To Mersini-Houghton, the mere fact that serious scientists are having these discussions signals a major turn in physics. “Copernicus shocked the world by telling us that our planet isn’t at the universe’s center,” she says. “We may soon find that our whole universe isn’t even at the cosmic center.”

WINNERS AND LOSERS

In a clash of the cosmos, what are the chances that our universe would emerge victorious? The prospects of survival for any bubble universe come down to the amount of energy embedded in it, Thomas Levi of New York University says. In the late 1990s, astronomers noticed that the expansion of the universe is speeding up—a phenomenon they ascribed to a mysterious “dark energy” pushing our universe apart. That entity may take the form of a cosmological constant, energy that is spread out through all of space. “If our cosmological constant is less than the alien bubble’s, we’re safe,” Levi says. Flip those conditions and “you don’t want to be around.”
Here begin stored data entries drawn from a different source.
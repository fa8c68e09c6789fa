//! A segmented, off-heap, optionally file-persisted concurrent hash container.
//!
//! Keys are hashed and routed to one of a fixed number of segments. Each
//! segment is an independently locked byte region holding a bucket table,
//! entry slots and a record heap. Access to a single key goes through a
//! [`QueryContext`], which holds the segment lock for its whole lifetime;
//! whole-segment access goes through a [`SegmentContext`].
//!
//! The same machinery serves map-like containers (`V` is a value codec) and
//! set-like ones (`V = NoValue`, see [`SegmentedSet`]).

use std::any::TypeId;
use std::convert::Infallible;
use std::hash::BuildHasher;
use std::marker::PhantomData;
use std::path::{Path, PathBuf};
use std::sync::Arc;

use rustc_hash::FxBuildHasher;
use tracing::info;

mod backing;
mod config;
mod context;
mod entry;
mod layout;
mod segment;
mod segment_context;

use backing::Backing;

pub use config::{HashConfig, default_segments};
pub use context::{EncodedKey, QueryContext};
pub use entry::HashEntry;
pub use segment_context::SegmentContext;
pub use segstore::{
    Bytes, BytesDecode, BytesEncode, HashError, Native, NoValue, Result, SegmentStats, Str,
};

/// Set-like container: keys only, no value payload.
pub type SegmentedSet<K, S = FxBuildHasher> = SegmentedHash<K, NoValue, S>;

/// Static description of a container's key codec.
#[derive(Debug, Clone, Copy, PartialEq, Eq)]
pub struct KeyType {
    name: &'static str,
    id: TypeId,
}

impl KeyType {
    pub fn of<K: 'static>() -> Self {
        Self {
            name: std::any::type_name::<K>(),
            id: TypeId::of::<K>(),
        }
    }

    pub fn name(&self) -> &'static str {
        self.name
    }

    pub fn id(&self) -> TypeId {
        self.id
    }

    pub fn is<T: 'static>(&self) -> bool {
        self.id == TypeId::of::<T>()
    }
}

/// A hash container split into independently locked segments.
///
/// `K` and `V` are codecs (see [`BytesEncode`]); `S` hashes the encoded key.
/// The default `FxBuildHasher` is deterministic across processes, which a
/// persisted file relies on.
pub struct SegmentedHash<K, V = NoValue, S = FxBuildHasher> {
    backing: Option<Arc<Backing>>,
    file: Option<PathBuf>,
    segments: usize,
    hasher: S,
    _marker: PhantomData<fn() -> (K, V)>,
}

impl<K: 'static, V: 'static, S> SegmentedHash<K, V, S>
where
    S: BuildHasher + Default,
{
    /// Create a container in anonymous memory.
    pub fn new(config: &HashConfig) -> Result<Self> {
        Self::with_hasher(config, S::default())
    }

    /// Open the container stored in `path`, creating the file if needed.
    ///
    /// An existing file keeps the geometry it was created with. Opening a file
    /// that is already open in this process shares its mapping.
    pub fn persisted_to<P: AsRef<Path>>(path: P, config: &HashConfig) -> Result<Self> {
        Self::persisted_with_hasher(path, config, S::default())
    }
}

impl<K: 'static, V: 'static, S> SegmentedHash<K, V, S>
where
    S: BuildHasher,
{
    pub fn with_hasher(config: &HashConfig, hasher: S) -> Result<Self> {
        let layout = config.layout()?;
        let bytes = layout.total_size()?;
        let backing = Backing::in_memory(
            layout,
            std::any::type_name::<K>(),
            std::any::type_name::<V>(),
        )?;
        info!(
            segments = layout.segments,
            bytes,
            "created in-memory hash container"
        );
        Ok(Self::from_backing(backing, None, hasher))
    }

    pub fn persisted_with_hasher<P: AsRef<Path>>(path: P, config: &HashConfig, hasher: S) -> Result<Self> {
        let path = path.as_ref();
        let backing = Backing::persisted(
            path,
            config.layout()?,
            std::any::type_name::<K>(),
            std::any::type_name::<V>(),
        )?;
        Ok(Self::from_backing(backing, Some(path.to_path_buf()), hasher))
    }

    fn from_backing(backing: Arc<Backing>, file: Option<PathBuf>, hasher: S) -> Self {
        Self {
            segments: backing.layout().segments,
            backing: Some(backing),
            file,
            hasher,
            _marker: PhantomData,
        }
    }

    pub fn key_type(&self) -> KeyType {
        KeyType::of::<K>()
    }
}

impl<K, V, S> SegmentedHash<K, V, S>
where
    S: BuildHasher,
{
    /// The backing file, `None` for in-memory containers.
    pub fn file(&self) -> Option<&Path> {
        self.file.as_deref()
    }

    pub fn segments(&self) -> usize {
        self.segments
    }

    /// Live entries over all segments. Each segment is read at a slightly
    /// different moment, so concurrent mutation may skew the sum.
    pub fn long_size(&self) -> u64 {
        self.backing.as_ref().map_or(0, |backing| backing.long_size())
    }

    pub fn is_empty(&self) -> bool {
        self.long_size() == 0
    }

    pub fn is_open(&self) -> bool {
        self.backing.is_some()
    }

    /// Release this instance's handle on the backing memory.
    ///
    /// Other instances sharing the same file keep working; the mapping is
    /// released with the last of them. Calling `close` again does nothing.
    /// Dirty pages are not synced here, call [`flush`](Self::flush) first for that.
    pub fn close(&mut self) {
        if let Some(backing) = self.backing.take() {
            info!(
                file = ?self.file,
                shared_with = Arc::strong_count(&backing) - 1,
                "closed hash container"
            );
        }
    }

    /// Write dirty pages of a file-backed container to disk.
    pub fn flush(&self) -> Result<()> {
        self.backing()?.flush()
    }

    fn backing(&self) -> Result<&Backing> {
        self.backing.as_deref().ok_or(HashError::Closed)
    }

    fn hash_bytes<'a>(&self, bytes: &[u8]) -> u64
    where
        K: BytesEncode<'a>,
    {
        K::hash_alt(bytes, &mut self.hasher.build_hasher())
    }

    fn segment_for_hash(&self, hash: u64) -> usize {
        (hash % self.segments as u64) as usize
    }

    /// The segment `key` is routed to.
    pub fn segment_for_key<'a>(&self, key: &'a <K as BytesEncode<'a>>::EItem) -> Result<usize>
    where
        K: BytesEncode<'a>,
    {
        let bytes = K::bytes_encode(key)?;
        Ok(self.segment_for_hash(self.hash_bytes(&bytes)))
    }

    /// Lock the segment of `key` and look the key up.
    ///
    /// Blocks while another context holds the same segment.
    pub fn query_context<'q>(
        &'q self,
        key: &'q <K as BytesEncode<'q>>::EItem,
    ) -> Result<QueryContext<'q, K, V>>
    where
        K: BytesEncode<'q>,
    {
        let bytes = K::bytes_encode(key)?;
        self.open_context(bytes)
    }

    /// Like [`query_context`](Self::query_context) for a key encoded up front.
    pub fn query_context_encoded<'q>(
        &'q self,
        key: &'q EncodedKey<'_, K>,
    ) -> Result<QueryContext<'q, K, V>>
    where
        K: BytesEncode<'q>,
    {
        self.open_context(std::borrow::Cow::Borrowed(key.as_bytes()))
    }

    fn open_context<'q>(&'q self, key: std::borrow::Cow<'q, [u8]>) -> Result<QueryContext<'q, K, V>>
    where
        K: BytesEncode<'q>,
    {
        let backing = self.backing()?;
        let hash = self.hash_bytes(&key);
        let segment = &backing.segments()[self.segment_for_hash(hash)];
        Ok(QueryContext::open(segment, key, hash))
    }

    pub fn segment_context(&self, index: usize) -> Result<SegmentContext<'_, K, V>> {
        let backing = self.backing()?;
        let segment = backing
            .segments()
            .get(index)
            .ok_or(HashError::SegmentOutOfRange {
                index,
                segments: self.segments,
            })?;
        Ok(SegmentContext::new(segment))
    }

    /// Visit entries segment by segment until `f` returns `false` or fails.
    ///
    /// Returns `Ok(true)` when every entry was visited, including when there
    /// are none. The walk is not a snapshot: entries changed concurrently in
    /// segments not yet reached may or may not be seen.
    pub fn try_for_each_entry_while<E, F>(&self, mut f: F) -> std::result::Result<bool, E>
    where
        F: FnMut(&HashEntry<'_, K, V>) -> std::result::Result<bool, E>,
    {
        let Some(backing) = self.backing.as_deref() else {
            return Ok(true);
        };
        for segment in backing.segments() {
            if !SegmentContext::<K, V>::new(segment).try_for_each_entry_while(&mut f)? {
                return Ok(false);
            }
        }
        Ok(true)
    }

    pub fn for_each_entry_while<F>(&self, mut f: F) -> bool
    where
        F: FnMut(&HashEntry<'_, K, V>) -> bool,
    {
        match self.try_for_each_entry_while(|entry| Ok::<_, Infallible>(f(entry))) {
            Ok(completed) => completed,
            Err(never) => match never {},
        }
    }

    /// Visit every entry; the first error aborts the walk and is returned.
    pub fn try_for_each_entry<E, F>(&self, mut f: F) -> std::result::Result<(), E>
    where
        F: FnMut(&HashEntry<'_, K, V>) -> std::result::Result<(), E>,
    {
        self.try_for_each_entry_while(|entry| f(entry).map(|()| true))
            .map(|_| ())
    }

    pub fn for_each_entry<F>(&self, mut f: F)
    where
        F: FnMut(&HashEntry<'_, K, V>),
    {
        self.for_each_entry_while(|entry| {
            f(entry);
            true
        });
    }
}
In the latter case, a wall forms between the two universes when they collide. If the wall’s tension is less than a certain value, it will rush into our universe, wiping out everything in its path at almost the speed of light. “Some large chunk of the universe is eaten, while all the people who hit the wall are crushed and killed,” Levi says. Luckily, our cosmological constant is vanishingly small, making us primed to win if we do get caught in a cosmic battle.

For some time physicists have been perplexed by the exact value of this constant. Its level seems to be finely tweaked to create just the right conditions for stars, planets, and life to form. Had it been even slightly greater, the universe would have blown apart and life never could have evolved. Levi’s findings hint at why our universe—or any universe—is likely to have a small cosmological constant. “We don’t know enough to say that such collisions happen at all, let alone happen often,” Levi cautions. “But if a typical bubble goes through a large number of collisions, it would point to a reason why we find ourselves in this kind of universe.”

“It does make sense that if the cosmological constant is low, the bubble is more likely to survive,” cosmologist Alan Guth of MIT says. But even if the results looked less encouraging for our universe, Levi would not be too concerned. “I’m more worried about crossing the street in New York and getting hit by a car than being hit by a bubble,” he says. “I won’t go out and buy bubble-collision insurance just yet.”Z. M.

MAKING THE BANG

While other theorists worry about the destructive power of a cosmic collision, two maverick physicists propose that such a titanic accident actually gave birth to our universe—and that what we call the Big Bang is just the latest incarnation in an infinite cycle of creation.

Paul Steinhardt of Princeton University and Neil Turok, now at the Perimeter Institute in Ontario, Canada, devised their controversial alternative to Big Bang cosmology in 2002. Their idea is based on a mathematical model in which our universe is a three-dimensional membrane, or “brane,” embedded in four-dimensional space. The Big Bang, they say, was caused when our brane crashed against a neighboring one. The violence of the collision would have flooded both universes with energy and matter. These collisions should repeat every trillion years, each time triggering a new Bang and a new universe.

Steinhardt and Turok’s model predicts a slight but specific pattern of hot and cold spots that should be detectable in the microwave radiation from the universe’s early days. In 2007 researchers saw hints of that pattern in preliminary measurements from NASA’s Wilkinson Microwave Anisotropy Probe (WMAP). “The signature fits the predictions for the cyclic model,” Steinhardt says. “But it’s too early to call.” Indeed, when a WMAP team revised some probe data, researchers could not confirm that the “signature” was more than a chance blip—but neither could they rule it out. New microwave studies from the Planck satellite may help break the tie. Z. M.